[Dataset entries]
╭──
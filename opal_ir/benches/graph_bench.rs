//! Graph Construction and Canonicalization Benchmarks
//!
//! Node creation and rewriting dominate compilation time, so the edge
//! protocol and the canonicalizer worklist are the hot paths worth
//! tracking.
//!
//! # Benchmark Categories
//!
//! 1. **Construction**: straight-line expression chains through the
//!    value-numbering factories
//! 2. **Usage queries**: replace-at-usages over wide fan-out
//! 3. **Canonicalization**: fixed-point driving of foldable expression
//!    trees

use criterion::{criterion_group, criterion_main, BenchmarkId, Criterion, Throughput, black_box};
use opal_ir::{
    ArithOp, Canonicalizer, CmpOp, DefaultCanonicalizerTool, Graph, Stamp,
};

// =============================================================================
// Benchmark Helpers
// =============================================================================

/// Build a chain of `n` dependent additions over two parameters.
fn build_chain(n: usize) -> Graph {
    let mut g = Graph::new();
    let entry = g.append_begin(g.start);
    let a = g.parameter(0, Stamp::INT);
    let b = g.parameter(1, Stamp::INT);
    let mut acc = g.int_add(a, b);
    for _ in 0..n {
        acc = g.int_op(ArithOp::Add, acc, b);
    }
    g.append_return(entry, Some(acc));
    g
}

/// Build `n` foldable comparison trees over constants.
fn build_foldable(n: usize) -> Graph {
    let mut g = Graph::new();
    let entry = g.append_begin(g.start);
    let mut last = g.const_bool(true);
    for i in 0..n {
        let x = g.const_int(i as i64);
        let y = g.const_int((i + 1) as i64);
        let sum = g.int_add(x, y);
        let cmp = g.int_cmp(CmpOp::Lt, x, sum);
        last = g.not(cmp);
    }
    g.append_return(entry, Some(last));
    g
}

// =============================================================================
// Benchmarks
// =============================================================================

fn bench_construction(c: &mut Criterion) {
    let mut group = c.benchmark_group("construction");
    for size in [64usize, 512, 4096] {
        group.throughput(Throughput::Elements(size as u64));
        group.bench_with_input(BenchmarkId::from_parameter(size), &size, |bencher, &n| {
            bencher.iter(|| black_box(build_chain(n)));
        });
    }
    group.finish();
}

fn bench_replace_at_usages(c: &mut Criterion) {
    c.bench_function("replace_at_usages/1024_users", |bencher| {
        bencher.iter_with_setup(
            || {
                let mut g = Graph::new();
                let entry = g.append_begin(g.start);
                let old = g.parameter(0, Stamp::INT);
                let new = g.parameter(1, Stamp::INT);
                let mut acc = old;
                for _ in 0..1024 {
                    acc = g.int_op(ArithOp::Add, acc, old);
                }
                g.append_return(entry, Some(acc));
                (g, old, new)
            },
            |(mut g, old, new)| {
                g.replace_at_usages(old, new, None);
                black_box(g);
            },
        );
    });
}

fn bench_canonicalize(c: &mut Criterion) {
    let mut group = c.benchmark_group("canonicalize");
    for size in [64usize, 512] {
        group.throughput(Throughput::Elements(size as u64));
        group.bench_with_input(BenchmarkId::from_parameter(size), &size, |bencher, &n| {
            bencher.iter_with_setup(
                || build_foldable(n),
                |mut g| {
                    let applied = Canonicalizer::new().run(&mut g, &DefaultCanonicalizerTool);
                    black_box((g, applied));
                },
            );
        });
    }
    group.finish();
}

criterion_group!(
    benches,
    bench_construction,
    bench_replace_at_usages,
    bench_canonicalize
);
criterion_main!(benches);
╰──
╭──
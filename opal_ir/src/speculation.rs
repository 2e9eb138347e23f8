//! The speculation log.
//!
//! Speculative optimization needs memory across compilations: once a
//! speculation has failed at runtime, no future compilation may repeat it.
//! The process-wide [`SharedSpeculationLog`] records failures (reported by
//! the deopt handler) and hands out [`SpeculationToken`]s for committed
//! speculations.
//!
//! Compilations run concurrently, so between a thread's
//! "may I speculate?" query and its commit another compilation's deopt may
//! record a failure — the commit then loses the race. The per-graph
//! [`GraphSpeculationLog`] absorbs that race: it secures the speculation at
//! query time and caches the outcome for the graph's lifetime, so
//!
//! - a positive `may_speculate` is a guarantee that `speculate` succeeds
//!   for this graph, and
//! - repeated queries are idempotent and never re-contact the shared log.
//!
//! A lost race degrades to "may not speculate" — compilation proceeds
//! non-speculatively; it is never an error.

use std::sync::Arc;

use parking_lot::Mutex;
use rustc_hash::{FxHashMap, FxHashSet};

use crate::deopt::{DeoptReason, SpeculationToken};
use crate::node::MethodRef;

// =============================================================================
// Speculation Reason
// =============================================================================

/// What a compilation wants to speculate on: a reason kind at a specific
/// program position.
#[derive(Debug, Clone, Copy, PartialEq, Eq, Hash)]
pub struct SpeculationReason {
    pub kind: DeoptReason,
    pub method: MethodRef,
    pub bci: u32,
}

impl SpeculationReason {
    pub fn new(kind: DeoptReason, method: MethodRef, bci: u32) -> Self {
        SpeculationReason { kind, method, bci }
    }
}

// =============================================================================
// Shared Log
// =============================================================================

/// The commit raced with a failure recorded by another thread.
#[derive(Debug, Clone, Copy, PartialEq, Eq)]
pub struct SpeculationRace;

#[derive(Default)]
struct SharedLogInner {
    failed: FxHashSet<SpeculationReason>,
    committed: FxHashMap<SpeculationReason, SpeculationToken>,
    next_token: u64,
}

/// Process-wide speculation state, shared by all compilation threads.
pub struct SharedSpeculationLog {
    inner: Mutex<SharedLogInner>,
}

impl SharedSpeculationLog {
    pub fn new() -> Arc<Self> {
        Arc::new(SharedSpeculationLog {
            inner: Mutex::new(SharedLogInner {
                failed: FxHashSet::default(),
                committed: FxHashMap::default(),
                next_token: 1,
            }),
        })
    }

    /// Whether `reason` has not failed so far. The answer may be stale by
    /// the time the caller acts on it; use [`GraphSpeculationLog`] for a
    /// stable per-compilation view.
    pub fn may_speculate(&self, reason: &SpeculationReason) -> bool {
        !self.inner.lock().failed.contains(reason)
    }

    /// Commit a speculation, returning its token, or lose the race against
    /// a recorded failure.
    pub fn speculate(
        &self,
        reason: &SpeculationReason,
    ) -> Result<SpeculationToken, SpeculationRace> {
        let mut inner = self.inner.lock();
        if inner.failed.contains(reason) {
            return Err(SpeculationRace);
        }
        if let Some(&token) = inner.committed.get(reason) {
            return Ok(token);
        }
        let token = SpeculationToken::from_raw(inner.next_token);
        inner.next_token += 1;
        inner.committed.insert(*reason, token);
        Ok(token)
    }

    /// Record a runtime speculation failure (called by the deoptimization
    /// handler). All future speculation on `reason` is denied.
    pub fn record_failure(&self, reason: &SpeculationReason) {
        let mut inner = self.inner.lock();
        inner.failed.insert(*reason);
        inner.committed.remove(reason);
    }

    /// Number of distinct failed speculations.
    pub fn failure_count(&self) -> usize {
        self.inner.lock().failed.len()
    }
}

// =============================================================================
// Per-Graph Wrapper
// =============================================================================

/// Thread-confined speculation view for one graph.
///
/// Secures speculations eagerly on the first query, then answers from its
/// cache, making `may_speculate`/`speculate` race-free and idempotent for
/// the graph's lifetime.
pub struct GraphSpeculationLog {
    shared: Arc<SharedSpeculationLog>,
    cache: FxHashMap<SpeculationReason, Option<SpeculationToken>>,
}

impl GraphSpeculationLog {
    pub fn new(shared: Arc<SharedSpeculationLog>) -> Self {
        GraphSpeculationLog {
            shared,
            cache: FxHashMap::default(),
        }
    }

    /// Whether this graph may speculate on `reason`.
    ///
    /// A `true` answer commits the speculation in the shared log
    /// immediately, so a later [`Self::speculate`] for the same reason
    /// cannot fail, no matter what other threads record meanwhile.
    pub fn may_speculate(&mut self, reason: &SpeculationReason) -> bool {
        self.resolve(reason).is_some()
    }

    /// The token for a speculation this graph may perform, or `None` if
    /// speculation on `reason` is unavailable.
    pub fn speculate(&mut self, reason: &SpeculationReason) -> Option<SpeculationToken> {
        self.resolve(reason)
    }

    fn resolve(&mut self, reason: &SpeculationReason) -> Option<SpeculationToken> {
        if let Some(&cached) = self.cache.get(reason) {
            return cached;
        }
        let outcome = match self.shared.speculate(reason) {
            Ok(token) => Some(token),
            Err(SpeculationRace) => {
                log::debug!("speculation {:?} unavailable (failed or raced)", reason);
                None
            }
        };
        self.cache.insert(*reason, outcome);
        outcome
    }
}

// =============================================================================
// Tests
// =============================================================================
╰──
Go to the line with "filename opal_ir/benches/graph_bench.rs" in the entries above and repeat every line from there through the line with "over wide fan-out", exactly and with no other text.

filename opal_ir/benches/graph_bench.rs
//! Graph Construction and Canonicalization Benchmarks
//!
//! Node creation and rewriting dominate compilation time, so the edge
//! protocol and the canonicalizer worklist are the hot paths worth
//! tracking.
//!
//! # Benchmark Categories
//!
//! 1. **Construction**: straight-line expression chains through the
//!    value-numbering factories
//! 2. **Usage queries**: replace-at-usages over wide fan-out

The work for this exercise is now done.